_What is being asked_
Print word for word the first line of the records below and every following line through the one containing "metadata: impl MetadataProvider"; print nothing else.

_Data to use_
impl Table {
    /// Create a table with its root entity.
    ///
    /// The root alias is generated from the root name when not supplied.
    /// Fails with `InvalidArgument` on an empty name.
    pub fn new(
        metadata: impl MetadataProvider + 'static,
        root_name: &str,
        root_alias: Option<&str>,
    ) -> Result<Self> {
        let mut table = Self {
            metadata: Box::new(metadata),
            entities: Vec::new(),
            aliases: HashMap::new(),
            allocator: AliasAllocator::new(),
            root: EntityId(0),
        };
        table.root = table.create_entity(root_name, root_alias, None)?;
        Ok(table)
    }

    /// The root entity.
    pub fn root(&self) -> EntityId {
        self.root
    }

    /// Access an entity node.
    ///
    /// # Panics
    ///
    /// Panics when `id` was issued by a different table.
    pub fn entity(&self, id: EntityId) -> &Entity {
        &self.entities[id.0]
    }

    /// All entities, in creation order.
    pub fn entities(&self) -> impl Iterator<Item = (EntityId, &Entity)> {
        self.entities
            .iter()
            .enumerate()
            .map(|(i, e)| (EntityId(i), e))
    }

    /// Look up an entity by alias in the table-scoped registry.
    pub fn entity_by_alias(&self, alias: &str) -> Option<EntityId> {
        self.aliases.get(alias).copied()
    }

    /// Number of entities in the tree.
    pub fn entity_count(&self) -> usize {
        self.entities.len()
    }

    /// The suffix the alias allocator will use next.
    pub fn next_alias_index(&self) -> u32 {
        self.allocator.peek_index()
    }

    fn create_entity(
        &mut self,
        name: &str,
        alias: Option<&str>,
        parent: Option<EntityId>,
    ) -> Result<EntityId> {
        if name.is_empty() {
            return Err(Error::invalid_argument(
                "name",
                "entity name must not be empty",
            ));
        }

        let alias = match alias {
            Some(alias) if !alias.is_empty() => alias.to_string(),
            _ => self.allocator.next(name),
        };
        if self.aliases.contains_key(&alias) {
            return Err(Error::duplicate_alias(alias));
        }

        let id = EntityId(self.entities.len());
        tracing::debug!(name, alias = %alias, parent = ?parent, "registering entity");
        self.entities
            .push(Entity::new(name.to_string(), alias.clone(), parent));
        self.aliases.insert(alias, id);
        Ok(id)
    }

    /// Register a relation of `parent` as a joined entity.
    ///
    /// Idempotent per parent and relation name: the first registration
    /// wins, and later calls return the cached child with their join
    /// arguments ignored. When the requested alias already names an entity
    /// of this table, that entity is reused instead of constructing a new
    /// one: two parent paths asking for the same alias share one physical
    /// join, which is what keeps the final query at one join clause per
    /// alias.
    pub fn join(
        &mut self,
        parent: EntityId,
        name: &str,
        alias: Option<&str>,
        meta: JoinMeta,
    ) -> Result<EntityId> {
        if let Some(cached) = self.entity(parent).relation(name) {
            tracing::debug!(
                name,
                alias = self.entity(cached).alias(),
                "relation already registered; keeping first registration"
            );
            return Ok(cached);
        }

        let reused = alias
            .filter(|a| !a.is_empty())
            .and_then(|a| self.entity_by_alias(a));
        let child = match reused {
            Some(existing) => {
                tracing::debug!(
                    name,
                    alias = self.entity(existing).alias(),
                    "reusing entity already registered under requested alias"
                );
                existing
            }
            None => self.create_entity(name, alias, Some(parent))?,
        };

        self.entities[child.0].join = Some(meta);
        self.entities[parent.0].relations.insert(name.to_string(), child);
        Ok(child)
    }

    /// Attach a leaf field under `key`, replacing any child with that key.
    pub fn set_field(&mut self, entity: EntityId, key: &str, field: Field) {
        self.entities[entity.0].set_field(key.to_string(), FieldNode::Leaf(field));
    }

    /// Attach a joined entity as a nested child under `key`, so formatting
    /// nests its fields as a sub-structure.
    pub fn set_entity_field(&mut self, entity: EntityId, key: &str, child: EntityId) {
        self.entities[entity.0].set_field(key.to_string(), FieldNode::Entity(child));
    }

    /// Mutable access to a leaf field, e.g. for assigning search terms.
    pub fn field_mut(&mut self, entity: EntityId, key: &str) -> Option<&mut Field> {
        self.entities[entity.0]
            .fields
            .iter_mut()
            .find(|(k, _)| k == key)
            .and_then(|(_, node)| match node {
                FieldNode::Leaf(field) => Some(field),
                FieldNode::Entity(_) => None,
            })
    }

    /// Assign a search term to the leaf field under `key`.
    ///
    /// Returns false when no leaf field exists under that key.
    pub fn set_search(&mut self, entity: EntityId, key: &str, term: Option<String>) -> bool {
        match self.field_mut(entity, key) {
            Some(field) => {
                field.set_search(term);
                true
            }
            None => false,
        }
    }

    /// Assign a global search term to every globally-searchable leaf field
    /// that does not already carry a per-column term.
    pub fn set_global_search(&mut self, term: &str) {
        for entity in &mut self.entities {
            for (_, node) in &mut entity.fields {
                if let FieldNode::Leaf(field) = node {
                    if field.options().global_searchable && field.search().is_none() {
                        field.set_search(Some(term.to_string()));
                    }
                }
            }
        }
    }

    /// The ordered names from the root down to and including `id`.
    pub fn path(&self, id: EntityId) -> Vec<&str> {
        let mut names = Vec::new();
        let mut current = Some(id);
        while let Some(id) = current {
            let entity = self.entity(id);
            names.push(entity.name());
            current = entity.parent();
        }
        names.reverse();
        names
    }

    /// The relation path this entity is joined through
    /// (`parent_alias.name`), or `None` for the root.
    pub fn join_path(&self, id: EntityId) -> Option<String> {
        let entity = self.entity(id);
        entity
            .parent()
            .map(|parent| format!("{}.{}", self.entity(parent).alias(), entity.name()))
    }

    /// Resolve this entity's fully-qualified class identity.
    ///
    /// The root resolves its name directly; a joined entity resolves its
    /// parent's class first and follows the association named by its own
    /// name. Lookups are uncached and accessor failures propagate
    /// unchanged.
    pub fn class_name(&self, id: EntityId) -> Result<String> {
        let entity = self.entity(id);
        match entity.parent() {
            Some(parent) => {
                let parent_class = self.class_name(parent)?;
                self.metadata
                    .association_target(&parent_class, entity.name())
            }
            None => self.metadata.class_name(entity.name()),
        }
    }

    /// The identifier field(s) of this entity's resolved class.
    pub fn primary_keys(&self, id: EntityId) -> Result<Vec<String>> {
        let class = self.class_name(id)?;
        self.metadata.identifier_fields(&class)
    }

    /// Whether a join clause using this entity's alias is already present
    /// in the sink.
    pub fn is_joined<S: QuerySink + ?Sized>(&self, id: EntityId, sink: &S) -> bool {
        let alias = self.entity(id).alias();
        sink.join_aliases().iter().any(|a| a == alias)
    }

    /// Emit whole-entity selection for `id` and every nested entity below
    /// it.
    pub fn select<S: QuerySink + ?Sized>(&self, id: EntityId, sink: &mut S) {
        let entity = self.entity(id);
        sink.add_select(entity.alias());
        for (_, node) in entity.fields() {
            if let FieldNode::Entity(child) = node {
                self.select(*child, sink);
            }
        }
    }

    /// Recursively merge the select specifications of every child field.
    ///
    /// Duplicate keys combine instead of overwriting, so two fields
    /// selecting under the same alias both survive into the merged map.
    pub fn select_spec(&self, id: EntityId) -> SelectSpec {
        let entity = self.entity(id);
        let mut spec = SelectSpec::new();
        for (_, node) in entity.fields() {
            match node {
                FieldNode::Leaf(field) => merge_spec(&mut spec, field.select_spec(entity.alias())),
                FieldNode::Entity(child) => merge_spec(&mut spec, self.select_spec(*child)),
            }
        }
        spec
    }

    /// Emit a join clause for every joined entity not yet present in the
    /// sink.
    ///
    /// Guarded by [`is_joined`](Self::is_joined), so re-running the pass
    /// (or sharing one alias between two parent paths) never duplicates a
    /// clause.
    #[tracing::instrument(level = "trace", skip(self, sink))]
    pub fn apply_joins<S: QuerySink + ?Sized>(&self, sink: &mut S) {
        for (id, entity) in self.entities() {
            let Some(meta) = entity.join() else {
                continue;
            };
            if self.is_joined(id, sink) {
                tracing::debug!(alias = entity.alias(), "already joined in sink; skipping");
                continue;
            }
            let Some(path) = self.join_path(id) else {
                continue;
            };

            let mut join = Join::new(meta.kind, path, entity.alias());
            if let (Some(kind), Some(condition)) = (meta.condition_type, &meta.condition) {
                join = join.condition(kind, condition.clone());
            }
            sink.add_join(join);
        }
    }

    /// Build the OR-disjunction of this entity's participating fields and
    /// AND it onto the sink.
    ///
    /// `global` selects between the cross-column global search pass and
    /// the per-column filter pass. The disjunction is returned whole so
    /// callers can inspect or combine it; an empty one is returned but
    /// never attached.
    #[tracing::instrument(level = "trace", skip(self, sink))]
    pub fn filter<S: QuerySink + ?Sized>(
        &self,
        id: EntityId,
        sink: &mut S,
        global: bool,
    ) -> Disjunction {
        let entity = self.entity(id);
        let mut orx = Disjunction::new();
        for (_, node) in entity.fields() {
            if let FieldNode::Leaf(field) = node {
                if field.is_search(global) {
                    if let Some(predicate) = field.predicate(entity.alias()) {
                        orx.add(predicate);
                    }
                }
            }
        }

        if let Some(expr) = orx.clone().into_expr() {
            tracing::debug!(
                alias = entity.alias(),
                terms = orx.len(),
                global,
                "attaching search disjunction"
            );
            sink.and_where(expr);
        }
        orx
    }

    /// Run [`filter`](Self::filter) over every entity in creation order,
    /// AND-ing each non-empty disjunction onto the sink.
    pub fn filter_all<S: QuerySink + ?Sized>(&self, sink: &mut S, global: bool) -> Vec<Disjunction> {
        (0..self.entities.len())
            .map(|i| self.filter(EntityId(i), sink, global))
            .collect()
    }

    /// Format one row-scoped value through this entity's fields.
    ///
    /// Every child lands in the output map in insertion order: leaves
    /// resolve their column within the current value and coerce it per
    /// their format hint; nested entities resolve their sub-structure and
    /// recurse. A missing value fails with a `Path` error and aborts the
    /// whole row.
    pub fn format(&self, id: EntityId, value: &JsonValue) -> Result<JsonMap<String, JsonValue>> {
        let entity = self.entity(id);
        let mut row = JsonMap::new();
        for (key, node) in entity.fields() {
            match node {
                FieldNode::Leaf(field) => {
                    let raw = resolve(value, &PropertyPath::from_keys([field.name()]))?;
                    row.insert(key.clone(), field.format(raw));
                }
                FieldNode::Entity(child) => {
                    let name = self.entity(*child).name();
                    let raw = resolve(value, &PropertyPath::from_keys([name]))?;
                    row.insert(key.clone(), JsonValue::Object(self.format(*child, raw)?));
                }
            }
        }
        Ok(row)
    }

    /// Format a slice of rows through the root entity.
    #[tracing::instrument(level = "debug", skip(self, rows), fields(rows = rows.len()))]
    pub fn format_rows(&self, rows: &[JsonValue]) -> Result<Vec<JsonMap<String, JsonValue>>> {
        rows.iter().map(|row| self.format(self.root, row)).collect()
    }
}
//! Composite entity nodes.

use crate::field::FieldNode;
use datatable_query::{Expr, JoinConditionType, JoinType};
use std::collections::HashMap;

/// Stable handle to an entity in a table's arena.
#[derive(Debug, Clone, Copy, PartialEq, Eq, Hash)]
pub struct EntityId(pub(crate) usize);

/// Join metadata carried by a non-root entity.
#[derive(Debug, Clone)]
pub struct JoinMeta {
    /// Kind of join
    pub kind: JoinType,
    /// How the extra condition composes, if one is present
    pub condition_type: Option<JoinConditionType>,
    /// Extra condition restricting the join
    pub condition: Option<Expr>,
}

impl JoinMeta {
    /// Join metadata of the given kind with no extra condition.
    pub fn new(kind: JoinType) -> Self {
        Self {
            kind,
            condition_type: None,
            condition: None,
        }
    }

    /// LEFT join metadata.
    pub fn left() -> Self {
        Self::new(JoinType::Left)
    }

    /// INNER join metadata.
    pub fn inner() -> Self {
        Self::new(JoinType::Inner)
    }

    /// Attach an extra condition.
    pub fn condition(mut self, kind: JoinConditionType, expr: Expr) -> Self {
        self.condition_type = Some(kind);
        self.condition = Some(expr);
        self
    }
}

impl Default for JoinMeta {
    fn default() -> Self {
        Self::left()
    }
}

/// A node of the composition tree: the root relation or one joined
/// relation.
///
/// Entities own their leaf fields in insertion order and cache their
/// registered sub-relations by name; the `relations` cache is what makes
/// repeated join registration idempotent per parent.
#[derive(Debug, Clone)]
pub struct Entity {
    pub(crate) name: String,
    pub(crate) alias: String,
    pub(crate) parent: Option<EntityId>,
    /// (field key, child) pairs, insertion-ordered, keys unique
    pub(crate) fields: Vec<(String, FieldNode)>,
    /// Relation name -> child entity, the join-deduplication cache
    pub(crate) relations: HashMap<String, EntityId>,
    /// Join metadata; `None` for the root
    pub(crate) join: Option<JoinMeta>,
}

impl Entity {
    pub(crate) fn new(name: String, alias: String, parent: Option<EntityId>) -> Self {
        Self {
            name,
            alias,
            parent,
            fields: Vec::new(),
            relations: HashMap::new(),
            join: None,
        }
    }

    /// The relation/entity identifier known to the metadata accessor.
    pub fn name(&self) -> &str {
        &self.name
    }

    /// The query-local alias.
    pub fn alias(&self) -> &str {
        &self.alias
    }

    /// The parent entity, or `None` for the root.
    pub fn parent(&self) -> Option<EntityId> {
        self.parent
    }

    /// Whether this entity is the tree root.
    pub fn is_root(&self) -> bool {
        self.parent.is_none()
    }

    /// The join metadata, or `None` for the root.
    pub fn join(&self) -> Option<&JoinMeta> {
        self.join.as_ref()
    }

    /// The entity's children, in insertion order.
    pub fn fields(&self) -> &[(String, FieldNode)] {
        &self.fields
    }

    /// Look up a child by field key.
    pub fn field(&self, key: &str) -> Option<&FieldNode> {
        self.fields
            .iter()
            .find(|(k, _)| k == key)
            .map(|(_, node)| node)
    }

    /// Look up a cached sub-relation by name.
    pub fn relation(&self, name: &str) -> Option<EntityId> {
        self.relations.get(name).copied()
    }

    /// Insert a child under `key`, replacing in place if the key exists.
    pub(crate) fn set_field(&mut self, key: String, node: FieldNode) {
        match self.fields.iter().position(|(k, _)| *k == key) {
            Some(index) => self.fields[index].1 = node,
            None => self.fields.push((key, node)),
        }
    }
}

_Completed exercise_
impl Table {
    /// Create a table with its root entity.
    ///
    /// The root alias is generated from the root name when not supplied.
    /// Fails with `InvalidArgument` on an empty name.
    pub fn new(
        metadata: impl MetadataProvider + 'static,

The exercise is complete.